Pietro Genovese, il ventenne romano che investì e uccise due studentesse 16enni,

Gaia Von Freymann e Camilla Romagnoli, la notte del 21 dicembre del 2019 in Corso Francia, a Roma, è stato condannato in appello a 5 anni e quattro mesi. Nei suoi confronti l'accusa è di omicidio stradale plurimo. La pena è stata concordata con la procura generale. In primo grado, nel dicembre scorso, l'imputato era stato condannato a 8 anni al termine di un processo svolto con il rito abbreviato.
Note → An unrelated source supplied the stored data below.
/// Timeouts for song generation
///
/// The generation call is the only slow step in the pipeline. It is bounded
/// here; anything that slips through (a crashed process, a lost task) is
/// picked up later by the reaper using [`DEFAULT_STALE_AFTER`].
///
/// # Defaults
///
/// - Generation call: 5 minutes
/// - Minimum: 1 second
/// - Maximum: 30 minutes
/// - A song is stale once it has been `generating` for 15 minutes
///
/// # Example
///
/// ```no_run
/// use songteam_worker::timeout::GenerationTimeout;
///
/// # async fn example() {
/// let timeout = GenerationTimeout::from_config(Some(120));
/// let result = timeout.run(async { 42 }).await;
/// assert_eq!(result.ok(), Some(42));
/// # }
/// ```

use std::future::Future;
use std::time::Duration;

/// Default bound on a single generation call (5 minutes)
pub const DEFAULT_TIMEOUT: Duration = Duration::from_secs(300);

/// Minimum allowed timeout (1 second)
pub const MIN_TIMEOUT: Duration = Duration::from_secs(1);

/// Maximum allowed timeout (30 minutes)
pub const MAX_TIMEOUT: Duration = Duration::from_secs(1800);

/// Age after which a `generating` song is considered abandoned (15 minutes)
pub const DEFAULT_STALE_AFTER: Duration = Duration::from_secs(900);

/// Returned when the wrapped future did not finish in time
#[derive(Debug, Clone, Copy, PartialEq, Eq, thiserror::Error)]
#[error("timed out after {0:?}")]
pub struct Elapsed(pub Duration);

/// Generation call timeout
#[derive(Debug, Clone, Copy, PartialEq, Eq)]
pub struct GenerationTimeout {
    timeout: Duration,
}

impl GenerationTimeout {
    pub fn new(timeout: Duration) -> Self {
        GenerationTimeout { timeout }
    }

    /// Builds a timeout from a configured number of seconds
    ///
    /// `None` means the default; other values are clamped to
    /// `[MIN_TIMEOUT, MAX_TIMEOUT]`.
    pub fn from_config(timeout_secs: Option<u64>) -> Self {
        let timeout = match timeout_secs {
            Some(secs) => Duration::from_secs(secs).clamp(MIN_TIMEOUT, MAX_TIMEOUT),
            None => DEFAULT_TIMEOUT,
        };

        GenerationTimeout::new(timeout)
    }

    /// Runs `future`, giving up once the timeout elapses
    pub async fn run<F: Future>(&self, future: F) -> Result<F::Output, Elapsed> {
        tokio::time::timeout(self.timeout, future)
            .await
            .map_err(|_| Elapsed(self.timeout))
    }

    pub fn duration(&self) -> Duration {
        self.timeout
    }
}

impl Default for GenerationTimeout {
    fn default() -> Self {
        GenerationTimeout::new(DEFAULT_TIMEOUT)
    }
}

#[cfg(test)]
mod tests {
    use super::*;
    use tokio::time::sleep;

    #[test]
    fn test_from_config_default() {
        assert_eq!(GenerationTimeout::from_config(None).duration(), DEFAULT_TIMEOUT);
    }

    #[test]
    fn test_from_config_valid() {
        assert_eq!(
            GenerationTimeout::from_config(Some(600)).duration(),
            Duration::from_secs(600)
        );
    }

    #[test]
    fn test_from_config_too_small() {
        assert_eq!(GenerationTimeout::from_config(Some(0)).duration(), MIN_TIMEOUT);
    }

    #[test]
    fn test_from_config_too_large() {
        assert_eq!(GenerationTimeout::from_config(Some(100_000)).duration(), MAX_TIMEOUT);
    }

    #[tokio::test(start_paused = true)]
    async fn test_run_times_out() {
        let timeout = GenerationTimeout::new(Duration::from_secs(1));
        let result = timeout.run(sleep(Duration::from_secs(5))).await;
        assert_eq!(result, Err(Elapsed(Duration::from_secs(1))));
    }

    #[tokio::test(start_paused = true)]
    async fn test_run_completes_early() {
        let timeout = GenerationTimeout::new(Duration::from_secs(10));
        let result = timeout
            .run(async {
                sleep(Duration::from_millis(50)).await;
                "done"
            })
            .await;
        assert_eq!(result, Ok("done"));
    }

    #[test]
    fn test_constants() {
        assert_eq!(DEFAULT_TIMEOUT, Duration::from_secs(300));
        assert_eq!(MIN_TIMEOUT, Duration::from_secs(1));
        assert_eq!(MAX_TIMEOUT, Duration::from_secs(1800));
        assert_eq!(DEFAULT_STALE_AFTER, Duration::from_secs(900));
    }
}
I giudici della corte d'assise di appello hanno ratificato l'accordo tra difesa e procura generale e ciò chiude la vicenda giudiziaria rendendo definitiva la pena inflitta.

Disposto l'obbligo di dimora

Genovese si trovava ai domiciliari un anno e sette mesi. La corte d'assise d'appello ha disposto per lui l'obbligo di dimora a Roma con permanenza nel proprio domicilio dalle 22 alle 7. La difesa di Genovese, rappresentata dall'avvocato Gianluca Tognozzi e Franco Coppi, aveva chiesto la libertà ma la procura generale aveva espresso parere contrario. I giudici hanno optato per una via di mezzo, ritenendo che l'obbligo di dimora possa soddisfare in modo adeguato "l'esigenza cautelare sociale", tenuto conto dell’incensuratezza e del corretto comportamento processuale dell'imputato e del fatto che la patente di guida gli sia stata revocata. Revocate, inoltre, le statuizioni civili riguardanti le posizioni dei familiari delle vittime, che hanno revocato la costituzione di parte civile perché il danno è stato risarcito dall'imputato attraverso l'assicurazione. Genovese è stato condannato a rifondere le spese legali sostenute dalle restanti parti civili, l'associazione 'Vittime della strada onlus' e l'associazione 'Basta sangue sulle strade onlus'.

"Abbiamo sempre voluto la verità e quella è rimasta. La colpa è solo del ragazzo, l'entità della pena non ci interessa, riguarda la coscienza dei giudici", ha commentato la madre di Camilla.